Slow Reading: Ways of paying attention that counter the acceleration of spectacular consumption.

Genealogical Writing: Narratives that dig into the past as excavations of their own possibility.

Ethical Experiment: Stories as laboratories of new forms of human relationship.

A Revolt Against Ontology: Fantasies that demand to be other than they are.

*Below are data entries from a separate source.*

//! TUI command - launches the interactive terminal UI

use anyhow::Result;
use std::path::PathBuf;
use std::time::Duration;
use tracing::info;

use super::TuiArgs;
use crate::config::Config;
use crate::error::BoardError;
use crate::journal::IntentJournal;
use crate::snapshot::BoardSnapshot;
use crate::tui::{run_tui, TuiConfig};

pub fn execute(args: TuiArgs) -> Result<()> {
    let config = prepare_session(&args)?;
    run_tui(config)
}

/// Load config, snapshot and journal before the terminal is taken over
fn prepare_session(args: &TuiArgs) -> Result<TuiConfig, BoardError> {
    let config = Config::load_or_default(&args.config)?;
    config.validate()?;

    let snapshot = BoardSnapshot::load(&args.snapshot)?;
    let project_id = snapshot.project.as_ref().map(|p| p.id.clone());
    let board = snapshot.into_board();

    let journal = match journal_path(args, &config) {
        Some(path) => {
            info!("Journaling applied changes to {}", path.display());
            Some(IntentJournal::open(&path, project_id)?)
        }
        None => None,
    };

    Ok(TuiConfig {
        board,
        journal,
        mobile_breakpoint: config.mobile_breakpoint,
        mouse: config.mouse,
        tick: Duration::from_millis(config.tick_ms),
    })
}

fn journal_path(args: &TuiArgs, config: &Config) -> Option<PathBuf> {
    args.journal.clone().or_else(|| config.journal.clone())
}

#[cfg(test)]
mod tests {
    use super::*;

    fn args(dir: &std::path::Path, journal: Option<PathBuf>) -> TuiArgs {
        TuiArgs {
            snapshot: dir.join("board.json"),
            config: dir.join("teamboard.yaml"),
            journal,
        }
    }

    #[test]
    fn test_journal_flag_overrides_config() {
        let dir = tempfile::tempdir().unwrap();
        let config = Config {
            journal: Some(PathBuf::from("from-config.jsonl")),
            ..Default::default()
        };

        let flagged = args(dir.path(), Some(PathBuf::from("from-flag.jsonl")));
        assert_eq!(
            journal_path(&flagged, &config),
            Some(PathBuf::from("from-flag.jsonl"))
        );

        let plain = args(dir.path(), None);
        assert_eq!(
            journal_path(&plain, &config),
            Some(PathBuf::from("from-config.jsonl"))
        );
    }

    #[test]
    fn test_prepare_session_reports_invalid_config() {
        let dir = tempfile::tempdir().unwrap();
        std::fs::write(dir.path().join("board.json"), "{}").unwrap();
        std::fs::write(dir.path().join("teamboard.yaml"), "tick_ms: 0\n").unwrap();

        let err = prepare_session(&args(dir.path(), None)).err().unwrap();
        assert!(matches!(err, BoardError::Config(_)));
    }

    #[test]
    fn test_prepare_session_opens_journal() {
        let dir = tempfile::tempdir().unwrap();
        std::fs::write(
            dir.path().join("board.json"),
            r#"{"project": {"id": "p1"}, "demands": [{"id": "d1", "name": "Suporte"}]}"#,
        )
        .unwrap();
        let journal = dir.path().join("out/intents.jsonl");

        let session = prepare_session(&args(dir.path(), Some(journal.clone()))).unwrap();
        assert_eq!(session.board.demands().len(), 1);
        assert_eq!(session.mobile_breakpoint, 100);
        assert!(journal.exists());
    }
}
pub mod check;
pub mod schema;
pub mod tui;

use clap::{Parser, Subcommand};
use std::path::PathBuf;

#[derive(Parser)]
#[command(name = "teamboard")]
#[command(
    author,
    version,
    about = "Terminal assignment board for staffing team members onto demands"
)]
pub struct Cli {
    #[command(subcommand)]
    pub command: Commands,

    /// Enable verbose/debug logging
    #[arg(short, long, global = true)]
    pub verbose: bool,
}

#[derive(Subcommand)]
pub enum Commands {
    /// Open the interactive board
    Tui(TuiArgs),

    /// Print a plain-text summary of a snapshot
    Check(CheckArgs),

    /// Print JSON Schema for the snapshot (or config) format
    Schema(SchemaArgs),
}

#[derive(Parser, Clone)]
pub struct TuiArgs {
    /// Board snapshot to open (JSON, or YAML by extension)
    #[arg(short, long, env = "TEAMBOARD_SNAPSHOT")]
    pub snapshot: PathBuf,

    /// Path to config file
    #[arg(short, long, default_value = "teamboard.yaml")]
    pub config: PathBuf,

    /// Append applied changes to this JSON-lines file (overrides config)
    #[arg(long)]
    pub journal: Option<PathBuf>,
}

#[derive(Parser, Clone)]
pub struct CheckArgs {
    /// Board snapshot to summarize
    #[arg(short, long, env = "TEAMBOARD_SNAPSHOT")]
    pub snapshot: PathBuf,

    /// Only list members whose name contains this text
    #[arg(short, long)]
    pub query: Option<String>,
}

#[derive(Parser, Clone)]
pub struct SchemaArgs {
    /// Print the config file schema instead
    #[arg(long)]
    pub config: bool,
}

Part VI: Constructing Counter-Apparatuses

NeoSciFi works as a resistance network—a growing collection of writers, readers, and thinkers who are actively challenging the mainstream science fiction industry. Through small but strategic actions, this counter-movement works to break down the current system by reviving forgotten ways of thinking about the future, creating new pathways that reveal how the current approach isn't inevitable, and building independent spaces where different kinds of stories and ideas can develop.

These efforts involve:

Educational Intervention: Creating new forms of literacy that can read against the grain of spectacular consumption.

Institutional Critique: Investigating and subverting the economic and cultural structures that maintain the existing order.

Alternative Production: Producing and circulating new circuits of production that defy the logic of the spectacle.

Community Building: Creating collectives that are organized according to criteria other than those of the marketplace.

Part VII: Beyond Spectacle

What we ultimately put forward is not a reform, but an insurrection—the creation of spaces where other kinds of imaginings become possible, where the future can be newly, if not wonderfully, thought and analyzed. This isn't about making "better" science fiction; it is about creating an ecology in which real future-thinking is possible again, one in which we consciously refuse the continuous consumption of a hyperreal future in favor of the reality of the possible.

The issue is not about whether we are able to imagine better futures, but rather if we are able to imagine in the first place: if we can think outside the spectacles that have invaded our dreams.

NeoSciFi represents a cautious and self-aware freedom—freedom to think the unthinkable, to imagine the unimaginable, to reject ad nauseam representations of a future that has been given to us for the futures we can create. Our manifesto works not as a program but as a kind of diagnostic device: a way to make sense of how power works through the colonization of the imaginary, and of how resistance might be possible.